# How to prepare garlic water?



## Gracyperson

Hi dear friends i want to know about how to prepare garlic water for pigeons?following this i want ti know..

1.how much garlic cloves are needed for one liter of water?
2.Should i boil water after putting garlic cloves in it?
3.after how many days it is given to pigeons?
4.should i put whole solid clove in water or after crushing it?

Please tell me i am waiting for your advices.....regards


----------



## APF_LOFT

my pigeons are like vampire they hate the smell and taste of garlic hehe


----------



## Gracyperson

Ahh ok thnx dear..


----------



## Revolution Lofts

What I do is throw 4 cloves of garlic in 4 litre's of water, and leave it sitting at room temperature for 24 hours. Just peel the garlic, and slice it in half down the middle length wise.


----------



## MaryOfExeter

It might help to crush the cloves (which you'd probably need to strain it out before serving) or at least pierce them to help it really get into the water. I wouldn't boil it but just let it sit and I would only leave it in for a day, once a week. If you leave it in the loft any longer than a day it will probably get contaminated and make a nasty bio film. About 3 cloves per gallon is what I see most people doing. I personally only use garlic on the feed in powder form with some oil to help it stick.


----------



## whytwings

I use 1 clove of garlic per litre of water , if it's a huge clove then i find that 1 is suffice for my 2 litre drinkers .......I go round the clove with a fork and prong it each side . I usually find 24 hrs is enough . I may discard the used cloves or throw them into their bath water for another 24 hours .


----------



## mosman

I use one clove smashed a bit to release the "garlic Goodies" to a water that holds about a quart of water. I dont let is sit, boil,wait, I give it to them straight away and they love it. One clove last me several watering. I change it when it starts getting brown.


----------



## SmithFamilyLoft

Gracyperson said:


> Hi dear friends i want to know about how to prepare garlic water for pigeons?following this i want ti know..
> 
> 1.how much garlic cloves are needed for one liter of water?
> 2.Should i boil water after putting garlic cloves in it?
> 3.after how many days it is given to pigeons?
> 4.should i put whole solid clove in water or after crushing it?
> 
> Please tell me i am waiting for your advices.....regards


 It has been awhile since I have even bothered to make garlic water for my pigeons. So, the perfect Garlic drink ? I really don't have a clue. But, for the life of me, I can't understand why one would even consider boiling the water after you place a clove of garlic into the water. I would be more interested in the Perfect Martini, as some Saturday afternoons, while waiting for the race birds to come home, it can get....well...boring.
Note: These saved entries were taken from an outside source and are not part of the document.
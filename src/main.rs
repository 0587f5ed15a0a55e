use clap::{Parser, Subcommand};
use anyhow::{Context, Result};
use std::fs::{self, OpenOptions};
use std::path::{Path, PathBuf};
use std::process::ExitCode;
use std::sync::Mutex;
use tracing::{error, info};
use tracing_subscriber::EnvFilter;

mod app;
mod client;
mod config;
mod handler;
mod page;
mod state;
mod tui;
mod ui;

use app::ChatWidget;
use client::AskClient;
use config::{Config, DEFAULT_MAX_LENGTH};
use page::PageBindings;
use state::{format_response, Message, ERROR_TEXT};
use tui::{EventHandler, Tui};

#[derive(Parser)]
#[command(name = "legalbot")]
#[command(about = "Chat with the legal assistant from your terminal")]
struct Cli {
    /// Base URL of the assistant (landing page at /, questions at /ask/)
    #[arg(short, long, env = "LEGALBOT_URL")]
    url: Option<String>,
    /// CSRF token to send instead of the one on the landing page
    #[arg(long, env = "LEGALBOT_CSRF_TOKEN")]
    csrf_token: Option<String>,
    /// Write logs here instead of the cache directory
    #[arg(long)]
    log_file: Option<PathBuf>,
    #[command(subcommand)]
    command: Option<Commands>,
}

#[derive(Subcommand)]
enum Commands {
    /// Ask a single question and print the answer
    Ask {
        /// Your question
        question: String,
    },
    /// Have the server grade three answers to a legal question
    Score {
        /// The question the answers respond to
        query: String,
        /// First answer
        response_1: String,
        /// Second answer
        response_2: String,
        /// Third answer
        response_3: String,
    },
}

#[tokio::main]
async fn main() -> Result<ExitCode> {
    let cli = Cli::parse();

    // Load config, command line wins
    let mut config = Config::load().unwrap_or_else(|_| Config::new());
    if cli.url.is_some() {
        config.base_url = cli.url;
    }
    if cli.csrf_token.is_some() {
        config.csrf_token = cli.csrf_token;
    }
    if cli.log_file.is_some() {
        config.log_file = cli.log_file;
    }

    init_logging(&config.log_path()?)?;

    // Scoring does not go through the landing page
    if let Some(Commands::Score {
        query,
        response_1,
        response_2,
        response_3,
    }) = &cli.command
    {
        let client = AskClient::new(config.base_url())?;
        let responses = [response_1.as_str(), response_2.as_str(), response_3.as_str()];
        let scored = score_once(&client, query, responses).await;
        return Ok(exit_code(scored));
    }

    let (client, bindings) = match bind_page(&config).await {
        Ok(bound) => bound,
        Err(e) => {
            // Nothing is interactive without the page hooks
            error!(error = %e, "chat setup failed");
            return Err(e);
        }
    };

    let max_length = bindings
        .max_length
        .or(config.max_length)
        .unwrap_or(DEFAULT_MAX_LENGTH);

    match cli.command {
        Some(Commands::Ask { question }) => Ok(exit_code(ask_once(&client, &question).await)),
        _ => {
            run_tui(client, &bindings, max_length).await?;
            Ok(ExitCode::SUCCESS)
        }
    }
}

fn exit_code(succeeded: bool) -> ExitCode {
    if succeeded {
        ExitCode::SUCCESS
    } else {
        ExitCode::FAILURE
    }
}

fn init_logging(path: &Path) -> Result<()> {
    if let Some(parent) = path.parent() {
        fs::create_dir_all(parent)?;
    }
    let file = OpenOptions::new()
        .create(true)
        .append(true)
        .open(path)
        .with_context(|| format!("Could not open log file {}", path.display()))?;

    let filter = EnvFilter::try_from_default_env().unwrap_or_else(|_| EnvFilter::new("info"));

    tracing_subscriber::fmt()
        .with_env_filter(filter)
        .with_writer(Mutex::new(file))
        .with_ansi(false)
        .with_target(false)
        .init();

    Ok(())
}

/// Fetch the landing page and pick up the hooks the widget needs
async fn bind_page(config: &Config) -> Result<(AskClient, PageBindings)> {
    let client = AskClient::new(config.base_url())?;

    let html = client
        .fetch_page()
        .await
        .with_context(|| format!("Could not load {}", client.base_url()))?;
    let bindings = PageBindings::from_html(&html)?;

    let token = config.csrf_token.clone().or_else(|| bindings.csrf_token.clone());
    let client = client.with_csrf_token(token);

    info!(
        url = client.base_url(),
        prompts = bindings.prompt_cards.len(),
        csrf = client.csrf_token().is_some(),
        "page bound"
    );

    Ok((client, bindings))
}

/// Print the answer to one question. Returns false when it failed, after
/// telling the user the same way the chat does.
async fn ask_once(client: &AskClient, question: &str) -> bool {
    let question = question.trim();
    if question.is_empty() {
        return true;
    }

    match client.ask(question).await {
        Ok(answer) => {
            println!("{}", Message::bot(format_response(&answer)).text());
            true
        }
        Err(e) => {
            error!(error = %e, "question failed");
            eprintln!("{}", ERROR_TEXT);
            false
        }
    }
}

async fn score_once(client: &AskClient, query: &str, responses: [&str; 3]) -> bool {
    match client.score(query, responses).await {
        Ok(scoring) => {
            println!("{}", scoring);
            true
        }
        Err(e) => {
            error!(error = %e, "scoring failed");
            eprintln!("Scoring failed: {}", e);
            false
        }
    }
}

async fn run_tui(client: AskClient, bindings: &PageBindings, max_length: usize) -> Result<()> {
    tui::install_panic_hook();
    let mut terminal = tui::init()?;

    let mut app = ChatWidget::new(bindings, max_length, client.base_url());
    let mut events = EventHandler::new();

    let result = run_loop(&mut terminal, &mut app, &client, &mut events).await;

    tui::restore()?;
    result
}

async fn run_loop(
    terminal: &mut Tui,
    app: &mut ChatWidget,
    client: &AskClient,
    events: &mut EventHandler,
) -> Result<()> {
    let tx = events.sender();

    while !app.should_quit {
        terminal.draw(|frame| ui::render(app, frame))?;

        match events.next().await {
            Some(event) => handler::handle_event(app, client, &tx, event),
            None => break,
        }
    }

    Ok(())
}

#[cfg(test)]
mod tests {
    use super::*;
    use axum::routing::post;
    use axum::{Json, Router};
    use serde_json::json;

    async fn spawn_stub(router: Router) -> String {
        let listener = tokio::net::TcpListener::bind("127.0.0.1:0").await.unwrap();
        let addr = listener.local_addr().unwrap();
        tokio::spawn(async move {
            axum::serve(listener, router).await.unwrap();
        });
        format!("http://{}", addr)
    }

    #[tokio::test]
    async fn test_ask_once_reports_failure_without_exiting() {
        let router = Router::new().route(
            "/ask/",
            post(|| async {
                (
                    axum::http::StatusCode::INTERNAL_SERVER_ERROR,
                    Json(json!({ "error": "boom" })),
                )
            }),
        );
        let client = AskClient::new(&spawn_stub(router).await).unwrap();

        assert!(!ask_once(&client, "Can I break my lease?").await);
    }

    #[tokio::test]
    async fn test_ask_once_success_and_blank() {
        let router = Router::new().route(
            "/ask/",
            post(|| async { Json(json!({ "response": "Yes.\n\nSee a lawyer." })) }),
        );
        let client = AskClient::new(&spawn_stub(router).await).unwrap();

        assert!(ask_once(&client, "Can I sublet?").await);
        assert!(ask_once(&client, "   ").await);
    }

    #[tokio::test]
    async fn test_score_once_without_server_fails() {
        let listener = tokio::net::TcpListener::bind("127.0.0.1:0").await.unwrap();
        let addr = listener.local_addr().unwrap();
        drop(listener);

        let client = AskClient::new(&format!("http://{}", addr)).unwrap();
        assert!(!score_once(&client, "q", ["a", "b", "c"]).await);
    }
}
Also, don't know why one would wait days before giving the birds this garlic drink. And if you don't crush the garlic clove, how does one get the garlic into the water ?


----------



## mosman

SmithFamilyLoft said:


> It has been awhile since I have even bothered to make garlic water for my pigeons. So, the perfect Garlic drink ? I really don't have a clue. But, for the life of me, I can't understand why one would even consider boiling the water after you place a clove of garlic into the water. I would be more interested in the Perfect Martini, as some Saturday afternoons, while waiting for the race birds to come home, it can get....well...boring. Also, don't know why one would wait days before giving the birds this garlic drink. And if you don't crush the garlic clove, how does one get the garlic into the water ?


Garlic does NOT have to be crushed to seep into the water. I have used whole cloves also and it works well. Garlic gets STRONGER the smaller you cut it.


----------



## spirit wings

I have heard great things about garlic in general for different things.. has anyone have a before and after garlic story about their birds?.. mine seem great and only get fresh water everyday.


----------



## Gracyperson

Thanx my all dear friends for your kind reply i really thankful to you... I want to know also that i have heared that use apple cider vinegar in water so tell me can i give mix up of apple cider vinegar with garlic water and how much quantity should be given to pigeons of apple cider vinegar with garlic water and without garlic water


----------



## tjad25

this might help http://www.youtube.com/watch?v=nkxQUrCm6zw


----------



## Nkloft

I use the powder garlic I give 1 table spoon per gallon of water once a week its easier, since I hated the small of garlic on my hands I like this better


----------



## spirit wings

does anyone know exactly why they put the garlic in the water, I forget. has anything been proven?


----------



## Wayne Johnson

Jack Watley is a famous Discus fish breeder from Florida. He was a proponent of fresh garlic in in fish food starting in the 1980’s. Since then I have seen several articles on the anti-parasite qualities of fresh garlic in fish. Garlic has a long tradition of being a “tonic” or panacea. The Romans considered it so healthful that they always ate it just before battle to invigorate themselves. All of the actual research on the subject conclude that it must be FRESH garlic rather than dried or powdered for the health benefits to be active. Wayne


----------



## Doves1111

*GARLIC: Some Facts for the Fancier*

Me thinks I'm gonna try it for my doves...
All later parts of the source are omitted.